(Dataset entries)
# # # # # # #

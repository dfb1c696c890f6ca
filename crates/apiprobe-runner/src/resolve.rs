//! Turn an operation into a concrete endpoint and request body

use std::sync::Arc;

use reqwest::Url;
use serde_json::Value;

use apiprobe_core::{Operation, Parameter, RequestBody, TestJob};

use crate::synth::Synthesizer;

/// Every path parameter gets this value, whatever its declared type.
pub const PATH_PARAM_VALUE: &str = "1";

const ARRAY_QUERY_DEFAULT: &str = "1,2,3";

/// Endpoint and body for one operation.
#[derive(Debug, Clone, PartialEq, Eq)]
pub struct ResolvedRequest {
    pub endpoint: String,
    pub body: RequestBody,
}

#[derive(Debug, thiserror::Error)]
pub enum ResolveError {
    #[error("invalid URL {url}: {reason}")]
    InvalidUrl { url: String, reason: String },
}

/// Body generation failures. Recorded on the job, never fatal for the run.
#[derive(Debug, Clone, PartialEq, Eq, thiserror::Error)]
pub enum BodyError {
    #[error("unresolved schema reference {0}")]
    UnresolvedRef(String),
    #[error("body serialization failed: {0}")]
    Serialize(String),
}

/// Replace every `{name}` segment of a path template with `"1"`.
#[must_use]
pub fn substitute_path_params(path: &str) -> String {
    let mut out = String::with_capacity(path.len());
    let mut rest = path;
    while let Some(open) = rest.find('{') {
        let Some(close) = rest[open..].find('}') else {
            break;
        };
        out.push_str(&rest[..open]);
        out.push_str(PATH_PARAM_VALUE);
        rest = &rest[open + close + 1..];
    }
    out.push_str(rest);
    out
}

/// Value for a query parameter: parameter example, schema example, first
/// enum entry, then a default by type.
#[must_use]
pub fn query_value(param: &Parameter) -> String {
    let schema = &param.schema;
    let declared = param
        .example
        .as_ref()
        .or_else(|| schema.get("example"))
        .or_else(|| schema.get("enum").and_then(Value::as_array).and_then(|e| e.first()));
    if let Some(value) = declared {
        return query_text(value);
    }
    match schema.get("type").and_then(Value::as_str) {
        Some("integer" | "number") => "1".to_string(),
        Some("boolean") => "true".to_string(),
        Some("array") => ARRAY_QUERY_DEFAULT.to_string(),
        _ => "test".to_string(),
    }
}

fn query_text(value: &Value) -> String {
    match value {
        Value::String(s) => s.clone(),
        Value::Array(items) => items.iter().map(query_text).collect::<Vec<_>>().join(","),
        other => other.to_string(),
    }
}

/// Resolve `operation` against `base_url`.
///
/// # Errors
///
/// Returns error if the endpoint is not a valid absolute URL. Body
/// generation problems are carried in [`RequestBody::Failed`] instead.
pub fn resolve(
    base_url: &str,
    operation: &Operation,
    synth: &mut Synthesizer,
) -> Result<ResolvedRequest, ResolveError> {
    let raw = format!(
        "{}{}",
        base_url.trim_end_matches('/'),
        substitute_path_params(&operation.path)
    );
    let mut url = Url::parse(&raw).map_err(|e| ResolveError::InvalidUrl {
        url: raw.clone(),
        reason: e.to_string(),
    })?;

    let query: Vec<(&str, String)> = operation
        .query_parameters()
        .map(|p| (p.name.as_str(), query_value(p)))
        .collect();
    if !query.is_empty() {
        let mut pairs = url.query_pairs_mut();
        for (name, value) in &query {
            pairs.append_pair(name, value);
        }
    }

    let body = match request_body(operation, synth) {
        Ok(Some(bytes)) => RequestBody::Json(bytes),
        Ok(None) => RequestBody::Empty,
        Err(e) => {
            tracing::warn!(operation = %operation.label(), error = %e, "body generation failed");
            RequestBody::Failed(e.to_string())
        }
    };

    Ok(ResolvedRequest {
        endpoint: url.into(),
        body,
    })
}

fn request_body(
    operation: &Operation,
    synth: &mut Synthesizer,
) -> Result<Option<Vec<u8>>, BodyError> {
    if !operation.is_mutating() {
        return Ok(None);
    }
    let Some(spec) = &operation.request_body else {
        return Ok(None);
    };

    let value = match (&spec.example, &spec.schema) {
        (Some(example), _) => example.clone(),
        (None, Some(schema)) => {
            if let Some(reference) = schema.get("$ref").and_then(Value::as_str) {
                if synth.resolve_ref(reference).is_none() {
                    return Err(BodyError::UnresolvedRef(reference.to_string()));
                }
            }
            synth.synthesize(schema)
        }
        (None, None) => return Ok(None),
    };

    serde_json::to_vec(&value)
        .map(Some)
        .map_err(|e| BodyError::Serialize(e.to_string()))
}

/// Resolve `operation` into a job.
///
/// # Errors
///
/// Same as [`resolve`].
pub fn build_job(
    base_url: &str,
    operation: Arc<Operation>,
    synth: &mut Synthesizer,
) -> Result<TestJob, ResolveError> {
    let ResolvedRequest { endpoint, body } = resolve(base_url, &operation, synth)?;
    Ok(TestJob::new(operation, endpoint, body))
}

# # # # # # #

Work task
Repeat the records above with every character intact.

Solved problem
repository dfb1c696c890f6ca
filename crates/apiprobe-runner/src/resolve.rs
//! Turn an operation into a concrete endpoint and request body

use std::sync::Arc;

use reqwest::Url;
use serde_json::Value;

use apiprobe_core::{Operation, Parameter, RequestBody, TestJob};

use crate::synth::Synthesizer;

/// Every path parameter gets this value, whatever its declared type.
pub const PATH_PARAM_VALUE: &str = "1";

const ARRAY_QUERY_DEFAULT: &str = "1,2,3";

/// Endpoint and body for one operation.
#[derive(Debug, Clone, PartialEq, Eq)]
pub struct ResolvedRequest {
    pub endpoint: String,
    pub body: RequestBody,
}

#[derive(Debug, thiserror::Error)]
pub enum ResolveError {
    #[error("invalid URL {url}: {reason}")]
    InvalidUrl { url: String, reason: String },
}

/// Body generation failures. Recorded on the job, never fatal for the run.
#[derive(Debug, Clone, PartialEq, Eq, thiserror::Error)]
pub enum BodyError {
    #[error("unresolved schema reference {0}")]
    UnresolvedRef(String),
    #[error("body serialization failed: {0}")]
    Serialize(String),
}

/// Replace every `{name}` segment of a path template with `"1"`.
#[must_use]
pub fn substitute_path_params(path: &str) -> String {
    let mut out = String::with_capacity(path.len());
    let mut rest = path;
    while let Some(open) = rest.find('{') {
        let Some(close) = rest[open..].find('}') else {
            break;
        };
        out.push_str(&rest[..open]);
        out.push_str(PATH_PARAM_VALUE);
        rest = &rest[open + close + 1..];
    }
    out.push_str(rest);
    out
}

/// Value for a query parameter: parameter example, schema example, first
/// enum entry, then a default by type.
#[must_use]
pub fn query_value(param: &Parameter) -> String {
    let schema = &param.schema;
    let declared = param
        .example
        .as_ref()
        .or_else(|| schema.get("example"))
        .or_else(|| schema.get("enum").and_then(Value::as_array).and_then(|e| e.first()));
    if let Some(value) = declared {
        return query_text(value);
    }
    match schema.get("type").and_then(Value::as_str) {
        Some("integer" | "number") => "1".to_string(),
        Some("boolean") => "true".to_string(),
        Some("array") => ARRAY_QUERY_DEFAULT.to_string(),
        _ => "test".to_string(),
    }
}

fn query_text(value: &Value) -> String {
    match value {
        Value::String(s) => s.clone(),
        Value::Array(items) => items.iter().map(query_text).collect::<Vec<_>>().join(","),
        other => other.to_string(),
    }
}

/// Resolve `operation` against `base_url`.
///
/// # Errors
///
/// Returns error if the endpoint is not a valid absolute URL. Body
/// generation problems are carried in [`RequestBody::Failed`] instead.
pub fn resolve(
    base_url: &str,
    operation: &Operation,
    synth: &mut Synthesizer,
) -> Result<ResolvedRequest, ResolveError> {
    let raw = format!(
        "{}{}",
        base_url.trim_end_matches('/'),
        substitute_path_params(&operation.path)
    );
    let mut url = Url::parse(&raw).map_err(|e| ResolveError::InvalidUrl {
        url: raw.clone(),
        reason: e.to_string(),
    })?;

    let query: Vec<(&str, String)> = operation
        .query_parameters()
        .map(|p| (p.name.as_str(), query_value(p)))
        .collect();
    if !query.is_empty() {
        let mut pairs = url.query_pairs_mut();
        for (name, value) in &query {
            pairs.append_pair(name, value);
        }
    }

    let body = match request_body(operation, synth) {
        Ok(Some(bytes)) => RequestBody::Json(bytes),
        Ok(None) => RequestBody::Empty,
        Err(e) => {
            tracing::warn!(operation = %operation.label(), error = %e, "body generation failed");
            RequestBody::Failed(e.to_string())
        }
    };

    Ok(ResolvedRequest {
        endpoint: url.into(),
        body,
    })
}

fn request_body(
    operation: &Operation,
    synth: &mut Synthesizer,
) -> Result<Option<Vec<u8>>, BodyError> {
    if !operation.is_mutating() {
        return Ok(None);
    }
    let Some(spec) = &operation.request_body else {
        return Ok(None);
    };

    let value = match (&spec.example, &spec.schema) {
        (Some(example), _) => example.clone(),
        (None, Some(schema)) => {
            if let Some(reference) = schema.get("$ref").and_then(Value::as_str) {
                if synth.resolve_ref(reference).is_none() {
                    return Err(BodyError::UnresolvedRef(reference.to_string()));
                }
            }
            synth.synthesize(schema)
        }
        (None, None) => return Ok(None),
    };

    serde_json::to_vec(&value)
        .map(Some)
        .map_err(|e| BodyError::Serialize(e.to_string()))
}

/// Resolve `operation` into a job.
///
/// # Errors
///
/// Same as [`resolve`].
pub fn build_job(
    base_url: &str,
    operation: Arc<Operation>,
    synth: &mut Synthesizer,
) -> Result<TestJob, ResolveError> {
    let ResolvedRequest { endpoint, body } = resolve(base_url, &operation, synth)?;
    Ok(TestJob::new(operation, endpoint, body))
}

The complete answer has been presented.